WHAT TO DO -
When a line of the entries contains the word "Some", report that line.

Stored dataset items -

────────

#[cfg(test)]
mod tests {
    use super::*;
    use crate::testing::{encode_order, order_registry, wide_order_registry, wide_order_message};
    use crate::value::FieldValue;
    use prost_reflect::Value as ProtoValue;

    fn parser() -> ProtoParser {
        ProtoParser::new(Arc::new(order_registry()))
    }

    #[test]
    fn test_parse_and_extract() {
        let parser = parser();
        let msg = Message::from_value(encode_order("ORD-1", 3));
        let decoded = parser
            .parse(&msg, ParseMode::LogMessage, "orders.OrderLog")
            .unwrap();

        let schema = parser.schema("orders.OrderLog").unwrap();
        let order_number = decoded.get_field_by_name("order_number", &schema).unwrap();
        assert_eq!(order_number.to_canonical_string(), "ORD-1");

        let quantity = decoded.get_field_by_name("quantity", &schema).unwrap();
        assert_eq!(quantity.to_canonical_string(), "3");
    }

    #[test]
    fn test_parse_nested_path() {
        let parser = parser();
        let msg = Message::from_value(encode_order("ORD-2", 1));
        let decoded = parser
            .parse(&msg, ParseMode::LogMessage, "orders.OrderLog")
            .unwrap();
        let schema = parser.schema("orders.OrderLog").unwrap();

        let email = decoded.get_field_by_name("customer.email", &schema).unwrap();
        assert_eq!(email.to_canonical_string(), "ord-2@example.com");
    }

    #[test]
    fn test_empty_value_rejected() {
        let parser = parser();
        let msg = Message::new(None, None);
        let err = parser
            .parse(&msg, ParseMode::LogMessage, "orders.OrderLog")
            .unwrap_err();
        assert!(matches!(err, SinkError::EmptyMessage(_)));
    }

    #[test]
    fn test_malformed_bytes_rejected() {
        let parser = parser();
        // a lone 0xff is a truncated key
        let msg = Message::from_value(vec![0xffu8]);
        let err = parser
            .parse(&msg, ParseMode::LogMessage, "orders.OrderLog")
            .unwrap_err();
        assert!(matches!(err, SinkError::Deserialization(_)));
    }

    #[test]
    fn test_unknown_fields_detected() {
        // encode with the wide descriptor (extra field 99), decode with the
        // narrow one
        let bytes = wide_order_message("ORD-3");
        let narrow = parser();
        let msg = Message::from_value(bytes);

        let err = narrow
            .parse(&msg, ParseMode::LogMessage, "orders.OrderLog")
            .unwrap_err();
        assert!(matches!(err, SinkError::UnknownFields(_)));
        assert!(err.to_string().contains("99"));
    }

    #[test]
    fn test_unknown_fields_detection_is_idempotent() {
        let bytes = wide_order_message("ORD-4");
        let parser = parser();
        for _ in 0..2 {
            let msg = Message::from_value(bytes.clone());
            let err = parser
                .parse(&msg, ParseMode::LogMessage, "orders.OrderLog")
                .unwrap_err();
            assert!(matches!(err, SinkError::UnknownFields(_)));
        }

        // clean bytes never trip the check
        let clean = Message::from_value(encode_order("ORD-5", 2));
        for _ in 0..2 {
            assert!(parser
                .parse(&clean, ParseMode::LogMessage, "orders.OrderLog")
                .is_ok());
        }
    }

    #[test]
    fn test_unknown_fields_allowed() {
        let registry = Arc::new(order_registry());
        let tolerant = ProtoParser::new(registry).with_unknown_fields_allowed(true);
        let msg = Message::from_value(wide_order_message("ORD-6"));
        assert!(tolerant
            .parse(&msg, ParseMode::LogMessage, "orders.OrderLog")
            .is_ok());
    }

    #[test]
    fn test_wide_registry_sees_no_unknown_fields() {
        // the same bytes validate cleanly against the descriptor that
        // declares field 99
        let wide = ProtoParser::new(Arc::new(wide_order_registry()));
        let msg = Message::from_value(wide_order_message("ORD-7"));
        assert!(wide
            .parse(&msg, ParseMode::LogMessage, "orders.OrderLog")
            .is_ok());
    }

    #[test]
    fn test_schema_cached() {
        let parser = parser();
        let first = parser.schema("orders.OrderLog").unwrap();
        let second = parser.schema("orders.OrderLog").unwrap();
        assert!(Arc::ptr_eq(&first, &second));
    }

    #[test]
    fn test_mapping_memoized() {
        let parser = parser();
        let msg = Message::from_value(encode_order("ORD-8", 4));
        let decoded = parser
            .parse(&msg, ParseMode::LogMessage, "orders.OrderLog")
            .unwrap();
        let schema = parser.schema("orders.OrderLog").unwrap();

        let first = decoded.to_mapping(&schema).unwrap();
        let second = decoded.to_mapping(&schema).unwrap();
        assert!(Arc::ptr_eq(&first, &second));
        assert_eq!(first.get("order_number"), second.get("order_number"));
    }

    #[test]
    fn test_repeated_field_resolves_to_list() {
        let parser = parser();
        let msg = Message::from_value(encode_order("ORD-9", 1));
        let decoded = parser
            .parse(&msg, ParseMode::LogMessage, "orders.OrderLog")
            .unwrap();
        let schema = parser.schema("orders.OrderLog").unwrap();

        let tags = decoded.get_field_by_name("tags", &schema).unwrap();
        match tags {
            FieldValue::List(items) => assert_eq!(items.len(), 2),
            other => panic!("expected list, got {other:?}"),
        }
    }

    #[test]
    fn test_default_scalar_resolves_to_default() {
        // quantity of zero is wire-absent in proto3 but still resolvable
        let parser = parser();
        let msg = Message::from_value(encode_order("ORD-10", 0));
        let decoded = parser
            .parse(&msg, ParseMode::LogMessage, "orders.OrderLog")
            .unwrap();
        let schema = parser.schema("orders.OrderLog").unwrap();
        let quantity = decoded.get_field_by_name("quantity", &schema).unwrap();
        assert!(matches!(
            quantity,
            FieldValue::Scalar(crate::value::ScalarValue::Int(0))
        ));
    }

    #[test]
    fn test_scan_ignores_known_nested_bytes() {
        let bytes = Bytes::from(encode_order("ORD-11", 9));
        let registry = order_registry();
        let desc = registry.descriptor("orders.OrderLog").unwrap();
        assert!(scan_unknown_fields(bytes, &desc).unwrap().is_empty());
    }

    #[test]
    fn test_extract_through_scalar_fails() {
        let parser = parser();
        let msg = Message::from_value(encode_order("ORD-12", 9));
        let decoded = parser
            .parse(&msg, ParseMode::LogMessage, "orders.OrderLog")
            .unwrap();
        let schema = parser.schema("orders.OrderLog").unwrap();
        let err = decoded
            .get_field_by_name("order_number.length", &schema)
            .unwrap_err();
        assert!(matches!(err, SinkError::InvalidFieldPath(_)));
    }

    #[test]
    fn test_timestamp_and_duration_fields() {
        let parser = parser();
        let msg = Message::from_value(encode_order("ORD-13", 9));
        let decoded = parser
            .parse(&msg, ParseMode::LogMessage, "orders.OrderLog")
            .unwrap();
        let schema = parser.schema("orders.OrderLog").unwrap();

        let created_at = decoded.get_field_by_name("created_at", &schema).unwrap();
        assert_eq!(created_at.to_canonical_string(), "2022-12-02T06:29:54Z");

        let processing = decoded
            .get_field_by_name("processing_time", &schema)
            .unwrap();
        assert_eq!(processing.to_canonical_string(), "408s");
    }

    #[test]
    fn test_enum_field_resolves_to_name() {
        let parser = parser();
        let msg = Message::from_value(encode_order("ORD-14", 9));
        let decoded = parser
            .parse(&msg, ParseMode::LogMessage, "orders.OrderLog")
            .unwrap();
        let schema = parser.schema("orders.OrderLog").unwrap();

        let status = decoded.get_field_by_name("status", &schema).unwrap();
        assert_eq!(status.to_canonical_string(), "SHIPPED");
    }

    #[test]
    fn test_map_field_renders_sorted_object() {
        let parser = parser();
        let msg = Message::from_value(encode_order("ORD-15", 9));
        let decoded = parser
            .parse(&msg, ParseMode::LogMessage, "orders.OrderLog")
            .unwrap();
        let schema = parser.schema("orders.OrderLog").unwrap();

        let labels = decoded.get_field_by_name("labels", &schema).unwrap();
        assert_eq!(
            labels.to_canonical_string(),
            r#"{"region":"emea","tier":"gold"}"#
        );
    }

    #[test]
    fn test_bytes_field_double_encoding() {
        use base64::engine::general_purpose::STANDARD as BASE64;
        use base64::Engine as _;

        let parser = parser();
        let msg = Message::from_value(encode_order("ORD-16", 9));
        let decoded = parser
            .parse(&msg, ParseMode::LogMessage, "orders.OrderLog")
            .unwrap();
        let schema = parser.schema("orders.OrderLog").unwrap();

        // fixture payload is the UTF-8 string "receipt"
        let payload = decoded.get_field_by_name("payload", &schema).unwrap();
        assert_eq!(payload.to_canonical_string(), BASE64.encode("receipt"));
    }

    #[test]
    fn test_nested_message_renders_mapping() {
        let parser = parser();
        let msg = Message::from_value(encode_order("ORD-17", 9));
        let decoded = parser
            .parse(&msg, ParseMode::LogMessage, "orders.OrderLog")
            .unwrap();
        let schema = parser.schema("orders.OrderLog").unwrap();

        let customer = decoded.get_field_by_name("customer", &schema).unwrap();
        match customer {
            FieldValue::Message(map) => {
                assert_eq!(
                    map.get("email").and_then(|v| v.as_str()),
                    Some("ord-17@example.com")
                );
            }
            other => panic!("expected message, got {other:?}"),
        }
    }

    #[test]
    fn test_struct_field_renders_json() {
        let parser = parser();
        let msg = Message::from_value(encode_order("ORD-18", 9));
        let decoded = parser
            .parse(&msg, ParseMode::LogMessage, "orders.OrderLog")
            .unwrap();
        let schema = parser.schema("orders.OrderLog").unwrap();

        let context = decoded.get_field_by_name("context", &schema).unwrap();
        let json = context.to_json();
        assert_eq!(json["channel"], serde_json::json!("web"));
        assert_eq!(json["attempt"], serde_json::json!(2.0));
    }

    #[test]
    fn test_to_mapping_skips_absent_fields() {
        let parser = parser();
        // quantity 0 and unset optional fields are skipped, present ones kept
        let msg = Message::from_value(encode_order("ORD-19", 0));
        let decoded = parser
            .parse(&msg, ParseMode::LogMessage, "orders.OrderLog")
            .unwrap();
        let schema = parser.schema("orders.OrderLog").unwrap();

        let mapping = decoded.to_mapping(&schema).unwrap();
        assert!(mapping.contains_key("order_number"));
        assert!(!mapping.contains_key("quantity"));
    }

    #[test]
    fn test_to_mapping_applies_overrides() {
        let registry = Arc::new(order_registry());
        let mut overrides = ColumnOverrides::new();
        overrides.insert("order_number".into(), "order_id".into());
        let parser = ProtoParser::new(registry).with_column_overrides(overrides);

        let msg = Message::from_value(encode_order("ORD-20", 5));
        let decoded = parser
            .parse(&msg, ParseMode::LogMessage, "orders.OrderLog")
            .unwrap();
        let schema = parser.schema("orders.OrderLog").unwrap();

        let mapping = decoded.to_mapping(&schema).unwrap();
        assert_eq!(
            mapping.get("order_id").and_then(|v| v.as_str()),
            Some("ORD-20")
        );
        assert!(!mapping.contains_key("order_number"));
    }

    #[test]
    fn test_repeated_nested_in_mapping() {
        let parser = parser();
        let msg = Message::from_value(encode_order("ORD-21", 9));
        let decoded = parser
            .parse(&msg, ParseMode::LogMessage, "orders.OrderLog")
            .unwrap();
        let schema = parser.schema("orders.OrderLog").unwrap();

        let mapping = decoded.to_mapping(&schema).unwrap();
        let items = mapping.get("items").and_then(|v| v.as_array()).unwrap();
        assert_eq!(items.len(), 2);
        assert_eq!(items[0]["sku"], serde_json::json!("sku-1"));
    }

    #[test]
    fn test_get_field_rejects_unknown_path() {
        let parser = parser();
        let msg = Message::from_value(encode_order("ORD-22", 9));
        let decoded = parser
            .parse(&msg, ParseMode::LogMessage, "orders.OrderLog")
            .unwrap();
        let schema = parser.schema("orders.OrderLog").unwrap();
        let err = decoded.get_field_by_name("no_such_field", &schema).unwrap_err();
        assert!(matches!(err, SinkError::InvalidFieldPath(_)));
    }

    #[test]
    fn test_key_mode_parses_key_bytes() {
        let parser = parser();
        let key = encode_order("KEY-1", 1);
        let msg = Message::new(Some(Bytes::from(key)), Some(Bytes::from_static(b"junk")));
        let decoded = parser
            .parse(&msg, ParseMode::LogKey, "orders.OrderLog")
            .unwrap();
        let schema = parser.schema("orders.OrderLog").unwrap();
        assert_eq!(
            decoded
                .get_field_by_name("order_number", &schema)
                .unwrap()
                .to_canonical_string(),
            "KEY-1"
        );
    }

    #[test]
    fn test_parse_counts_metrics() {
        use crate::testing::CountingMetrics;

        let metrics = Arc::new(CountingMetrics::default());
        let parser = ProtoParser::new(Arc::new(order_registry()))
            .with_metrics(metrics.clone() as SharedMetrics);

        let ok = Message::from_value(encode_order("ORD-23", 1));
        let bad = Message::from_value(vec![0xffu8]);
        parser
            .parse(&ok, ParseMode::LogMessage, "orders.OrderLog")
            .unwrap();
        let _ = parser.parse(&bad, ParseMode::LogMessage, "orders.OrderLog");

        assert_eq!(metrics.count(names::MESSAGES_PARSED), 1);
        assert_eq!(metrics.count(names::PARSE_FAILURES), 1);
    }

    #[test]
    fn test_amount_double_roundtrip() {
        let parser = parser();
        let msg = Message::from_value(encode_order("ORD-24", 9));
        let decoded = parser
            .parse(&msg, ParseMode::LogMessage, "orders.OrderLog")
            .unwrap();
        let schema = parser.schema("orders.OrderLog").unwrap();
        let amount = decoded.get_field_by_name("amount", &schema).unwrap();
        assert_eq!(amount.to_canonical_string(), "99.95");
    }

    #[test]
    fn test_value_of_known_message_field_survives_scan() {
        // sanity: nested customer bytes are recursed into, not reported
        let parser = parser();
        let msg = Message::from_value(encode_order("ORD-25", 9));
        assert!(parser
            .parse(&msg, ParseMode::LogMessage, "orders.OrderLog")
            .is_ok());
    }

    #[test]
    fn test_resolve_enum_value_directly() {
        let registry = order_registry();
        let desc = registry.descriptor("orders.OrderLog").unwrap();
        let schema = Schema::build(&desc, &ColumnOverrides::new());
        let status = schema.field("status").unwrap();
        let resolved = FieldValue::resolve(&ProtoValue::EnumNumber(2), status).unwrap();
        assert_eq!(resolved.to_canonical_string(), "CANCELLED");
    }
}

────────

SOLUTION BELOW -
                    Some("ord-17@example.com")
            Some("ORD-20")
        let msg = Message::new(Some(Bytes::from(key)), Some(Bytes::from_static(b"junk")));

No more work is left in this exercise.